Jen Weiss is Senior Finance Analyst at the Environmental Finance Center.
Sustainability on college campuses is on the rise. More than 675 colleges nationwide have become signatories of the American College & University Presidents Climate Commitment, a network of college and university presidents and chancellors dedicated to promoting sustainability efforts on college campuses. Today, 22 colleges and universities in North Carolina – including UNC-Chapel Hill, Duke University and NC State – are part of the commitment. But it’s not just the large universities that are focused on sustainability. Increasingly, small liberal arts colleges are becoming leaders in sustainability and are searching for innovative ways to invest in energy conservation, energy efficiency and renewable energy projects on campus.
The Environmental Finance Center recently teamed up with the Jessie Ball duPont Fund to develop a guide that provides small colleges and universities with a tool-kit to use when considering investment in sustainable energy projects. “Financing Sustainable Energy Projects at Small Liberal Arts Colleges” outlines the steps each school can take to prioritize the projects, understand the financing options available and evaluate the results. By considering these steps and reviewing the available financing mechanisms and case studies provided in the guide, a college will be able develop an implementation strategy that will help it achieve its long-term sustainability and financial goals.
Step 1: Identify “Fundable” Sustainable Energy Projects
Colleges have many reasons for implementing projects, including lowering operating costs, reducing carbon emissions, improving building comfort and creating learning opportunities for students. Each college should develop its own prioritization criteria to match its particular needs, but a college’s financial position must always play a role in the prioritization of projects.
Step 2: Identify and Analyze Implementation Challenges
Implementation challenges can stymie reaching sustainability goals. Common challenges facing small colleges include inadequate or limited capital, operating budget constraints and limited access to debt financing. These challenges and potential solutions are described below. Other challenges and solutions can be found in the guide book.
- Challenge: Inadequate or limited capital.
- Solution: Financing strategies that combine sustainable energy projects with large capital projects can lead to higher long-term returns on investment and improved cash flow.
- Challenge: Operating budget constraints.
- Solution: Some donors and alumni are willing to commit funds to cover energy project costs as a way of investing in the future of the college.
- Challenge: Limited access to debt financing.
- Solution: Tapping into off-balance sheet financing systems, such as properly designed on-bill repayment, energy service agreements or third-party equipment leasing, may enable a school to take on a project as an operating expense.
Step 3: Find the Right Financing Mechanism
Colleges are not new to innovative energy projects or energy finance. In fact, select colleges have been piloting innovative finance initiatives on their campuses for years. A long list of financing mechanisms is available to help colleges fund their sustainable energy projects, however not all mechanisms are right for every college.
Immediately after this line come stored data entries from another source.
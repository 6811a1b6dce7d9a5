use std::collections::BTreeMap;

use bitcode::{Decode, Encode};
use serde::{Deserialize, Serialize};

use crate::config::{FUNDING_BUDGET_CEILING, FUNDING_TRUST_FLOOR};
use crate::localization::{Localization, SUPPORTED_LOCALES};
use crate::scenario::ZoneId;

/// How the winning candidate was scored.
#[derive(Debug, Clone, Copy, PartialEq, Eq, Serialize, Deserialize, Encode, Decode)]
#[serde(rename_all = "snake_case")]
pub enum AdvisoryMethod {
    /// Tail loss over Monte Carlo rainfall rollouts.
    Cvar,
    /// The budget-relief heuristic score.
    FundingHeuristic,
}

/// Reason block in one locale.
#[derive(Debug, Clone, PartialEq, Serialize, Deserialize, Encode, Decode)]
pub struct LocalizedReasons {
    pub summary: String,
    pub chosen_action: String,
    pub risk_focus: String,
    pub budget_note: String,
}

/// Why the advisor chose what it chose.
#[derive(Debug, Clone, PartialEq, Serialize, Deserialize, Encode, Decode)]
pub struct Explanation {
    pub method: AdvisoryMethod,
    /// Zone with the largest mean simulated damage among the winner's rollouts.
    pub primary_driver: Option<ZoneId>,
    /// Whether the current budget covers the chosen action.
    pub affordable: bool,
    pub top_reasons: Vec<String>,
    /// Keyed by locale code.
    pub localized: BTreeMap<String, LocalizedReasons>,
}

pub(crate) struct ExplanationInput<'a> {
    pub method: AdvisoryMethod,
    pub action: &'a str,
    pub zone: Option<&'a str>,
    pub primary_driver: Option<ZoneId>,
    pub affordable: bool,
    pub horizon: usize,
    pub alpha: f64,
}

pub(crate) fn build_explanation(input: ExplanationInput<'_>) -> Explanation {
    let strings = Localization::shared();
    let tail = format!("{:.0}", (1.0 - input.alpha) * 100.0);
    let horizon = input.horizon.to_string();
    let driver = input.primary_driver.as_deref();

    let method_reason = match input.method {
        AdvisoryMethod::Cvar => format!(
            "CVaR (worst {tail}%) over {horizon}-hour horizon with Monte Carlo rainfall perturbations"
        ),
        AdvisoryMethod::FundingHeuristic => format!(
            "Funding heuristic: budget at or below ${FUNDING_BUDGET_CEILING:.0} \
             while trust stays above {FUNDING_TRUST_FLOOR:.0}%"
        ),
    };
    let top_reasons = vec![
        method_reason,
        format!(
            "Primary projected damage contribution: {}",
            driver.unwrap_or("N/A")
        ),
        "Includes budget/trust-aware penalty to avoid infeasible actions".to_string(),
    ];

    let localized = SUPPORTED_LOCALES
        .iter()
        .map(|&locale| {
            let zone_label = input
                .zone
                .map(|z| strings.zone_label(locale, z))
                .unwrap_or_default();
            let driver_label = driver
                .map(|z| strings.zone_label(locale, z))
                .unwrap_or_default();
            let budget_key = if input.affordable {
                "advisory.budget_ok"
            } else {
                "advisory.budget_debt"
            };
            let reasons = LocalizedReasons {
                summary: strings.format(
                    locale,
                    "advisory.summary",
                    &[("tail", tail.as_str()), ("horizon", horizon.as_str())],
                ),
                chosen_action: strings
                    .format(
                        locale,
                        "advisory.chosen_action",
                        &[("action", input.action), ("zone", zone_label.as_str())],
                    )
                    .trim()
                    .to_string(),
                risk_focus: strings
                    .format(locale, "advisory.risk_focus", &[("zone", driver_label.as_str())])
                    .trim()
                    .to_string(),
                budget_note: strings.t(locale, budget_key).to_string(),
            };
            (locale.to_string(), reasons)
        })
        .collect();

    Explanation {
        method: input.method,
        primary_driver: input.primary_driver,
        affordable: input.affordable,
        top_reasons,
        localized,
    }
}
Some of the most promising financing mechanisms for colleges and universities include:
- Green Revolving Fund – A financing mechanism designed to leverage investment from one or more sources. The energy savings – calculated as the avoided energy costs resulting from each project – are tracked and returned to the green revolving fund and can be used to finance new projects. More detail on green revolving funds can be found in my blog post: “Revolving Credit – All Grown Up.”
- Energy Savings Contracts – A partnership between a school and an energy service company (ESCO). The ESCO conducts a comprehensive energy audit for the school, identifies projects that reduce energy use and save energy costs, designs and constructs the projects and arranges the necessary funding. In most cases, the ESCO guarantees that the improvements will generate energy cost savings sufficient to pay the full cost of the project.
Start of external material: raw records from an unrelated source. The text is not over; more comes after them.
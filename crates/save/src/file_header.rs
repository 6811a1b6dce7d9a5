// ---------------------------------------------------------------------------
// file_header – Replay archive header with magic bytes, version, and checksum
// ---------------------------------------------------------------------------
//
// Header format (16 bytes, fixed-size, little-endian):
//   [0..4]   Magic bytes: "FLDR" (0x464C4452)
//   [4..8]   Format version (u32)
//   [8..12]  Payload size (u32)
//   [12..16] xxHash32 checksum of the payload (everything after the header)
//
// On write: encode SessionReplay -> prepend header (with checksum of payload)
// On read: check magic -> check version -> check size -> validate checksum

use xxhash_rust::xxh32::xxh32;

use crate::replay_error::ReplayError;

/// Magic bytes identifying a flood replay archive.
pub const MAGIC: [u8; 4] = *b"FLDR";

/// Size of the file header in bytes.
pub const HEADER_SIZE: usize = 16;

/// Current archive format version.
pub const FORMAT_VERSION: u32 = 1;

/// Seed for xxHash32 checksum.
const XXHASH_SEED: u32 = 0;

/// Parsed file header.
#[derive(Debug, Clone, PartialEq, Eq)]
pub struct FileHeader {
    pub format_version: u32,
    pub payload_size: u32,
    pub checksum: u32,
}

impl FileHeader {
    /// Create a new header for the given payload.
    pub fn new(payload: &[u8]) -> Self {
        Self {
            format_version: FORMAT_VERSION,
            payload_size: payload.len() as u32,
            checksum: xxh32(payload, XXHASH_SEED),
        }
    }

    pub fn to_bytes(&self) -> [u8; HEADER_SIZE] {
        let mut out = [0u8; HEADER_SIZE];
        out[0..4].copy_from_slice(&MAGIC);
        out[4..8].copy_from_slice(&self.format_version.to_le_bytes());
        out[8..12].copy_from_slice(&self.payload_size.to_le_bytes());
        out[12..16].copy_from_slice(&self.checksum.to_le_bytes());
        out
    }
}

/// Returns bytes: [header (16 bytes)] ++ [payload].
pub fn wrap_with_header(payload: &[u8]) -> Vec<u8> {
    let header = FileHeader::new(payload);
    let mut out = Vec::with_capacity(HEADER_SIZE + payload.len());
    out.extend_from_slice(&header.to_bytes());
    out.extend_from_slice(payload);
    out
}

/// Parse and validate the header, returning it with the payload it covers.
pub fn unwrap_header(bytes: &[u8]) -> Result<(FileHeader, &[u8]), ReplayError> {
    if bytes.len() < HEADER_SIZE {
        return Err(ReplayError::Corrupt(format!(
            "archive is too short ({} bytes, need at least {HEADER_SIZE} for header)",
            bytes.len()
        )));
    }
    if bytes[..4] != MAGIC {
        return Err(ReplayError::Corrupt(
            "missing FLDR magic bytes; not a replay archive".to_string(),
        ));
    }

    let format_version = read_u32(bytes, 4);
    let payload_size = read_u32(bytes, 8);
    let checksum = read_u32(bytes, 12);

    if format_version > FORMAT_VERSION {
        return Err(ReplayError::VersionMismatch {
            expected_max: FORMAT_VERSION,
            found: format_version,
        });
    }

    let payload = &bytes[HEADER_SIZE..];
    if payload.len() != payload_size as usize {
        return Err(ReplayError::Corrupt(format!(
            "payload is {} bytes, header says {payload_size}",
            payload.len()
        )));
    }

    let computed = xxh32(payload, XXHASH_SEED);
    if computed != checksum {
        return Err(ReplayError::Corrupt(format!(
            "checksum mismatch (expected {checksum:#010X}, got {computed:#010X})"
        )));
    }

    Ok((
        FileHeader {
            format_version,
            payload_size,
            checksum,
        },
        payload,
    ))
}

fn read_u32(bytes: &[u8], at: usize) -> u32 {
    u32::from_le_bytes([bytes[at], bytes[at + 1], bytes[at + 2], bytes[at + 3]])
}

#[cfg(test)]
mod tests {
    use super::*;

    #[test]
    fn test_wrap_and_unwrap() {
        let data = b"hourly history";
        let wrapped = wrap_with_header(data);

        assert_eq!(&wrapped[..4], b"FLDR");
        assert_eq!(wrapped.len(), HEADER_SIZE + data.len());

        let (header, payload) = unwrap_header(&wrapped).expect("unwrap should succeed");
        assert_eq!(header.format_version, FORMAT_VERSION);
        assert_eq!(header.payload_size, data.len() as u32);
        assert_eq!(payload, data);
    }

    #[test]
    fn test_header_layout_is_little_endian() {
        let header = FileHeader {
            format_version: 1,
            payload_size: 0x0102_0304,
            checksum: 0xAABB_CCDD,
        };
        let bytes = header.to_bytes();
        assert_eq!(&bytes[4..8], &[1, 0, 0, 0]);
        assert_eq!(&bytes[8..12], &[0x04, 0x03, 0x02, 0x01]);
        assert_eq!(&bytes[12..16], &[0xDD, 0xCC, 0xBB, 0xAA]);
    }

    #[test]
    fn test_bad_magic_rejected() {
        let mut wrapped = wrap_with_header(b"payload");
        wrapped[0] = b'M';
        let err = unwrap_header(&wrapped).unwrap_err();
        assert!(matches!(err, ReplayError::Corrupt(_)));
        assert!(err.to_string().contains("magic"), "got: {err}");
    }

    #[test]
    fn test_corrupted_checksum_detected() {
        let mut wrapped = wrap_with_header(b"test payload");
        let last = wrapped.len() - 1;
        wrapped[last] ^= 0xFF;

        let err = unwrap_header(&wrapped).unwrap_err();
        assert!(err.to_string().contains("checksum mismatch"), "got: {err}");
    }

    #[test]
    fn test_future_version_rejected() {
        let mut wrapped = wrap_with_header(b"test payload");
        wrapped[4..8].copy_from_slice(&999u32.to_le_bytes());

        let err = unwrap_header(&wrapped).unwrap_err();
        assert!(matches!(
            err,
            ReplayError::VersionMismatch {
                expected_max: FORMAT_VERSION,
                found: 999
            }
        ));
    }

    #[test]
    fn test_truncated_archive_detected() {
        let err = unwrap_header(b"FLDR\x01\x00").unwrap_err();
        assert!(err.to_string().contains("too short"), "got: {err}");

        let mut wrapped = wrap_with_header(b"twelve bytes");
        wrapped.truncate(wrapped.len() - 2);
        let err = unwrap_header(&wrapped).unwrap_err();
        assert!(err.to_string().contains("header says 12"), "got: {err}");
    }

    #[test]
    fn test_empty_payload() {
        let wrapped = wrap_with_header(b"");
        assert_eq!(wrapped.len(), HEADER_SIZE);
        let (header, payload) = unwrap_header(&wrapped).unwrap();
        assert_eq!(header.payload_size, 0);
        assert!(payload.is_empty());
    }
}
- Energy Services Agreements – Sometimes referred to as “Pay for Performance” financing, energy services agreements are structured so that the payment for third-party services (project development, financing and equipment installation) can be considered a pass-through operating expense as energy costs are avoided.
- On-Bill Repayment – On-Bill Repayment programs enable building owners to repay loans for eligible energy efficiency and renewable energy projects through their monthly utility bill. The goal of many of these programs is for the customer’s bill to remain “payment neutral” – the total amount paid to the utility remains the same until the loan for the improvement is paid off.
Step 4: Measure and Verify the Project’s Impact
A key to measuring the success of the project is to calculate the actual reduction in energy use. This will not only help with the internal accounting for self-financed projects and green revolving funds, but it’s a necessary component for the repayment of many third-party financing mechanisms. A measurement and verification plan can help the college accurately assess energy savings, monitor equipment performance and help to reduce the risk and uncertainty of financing the cost of the project.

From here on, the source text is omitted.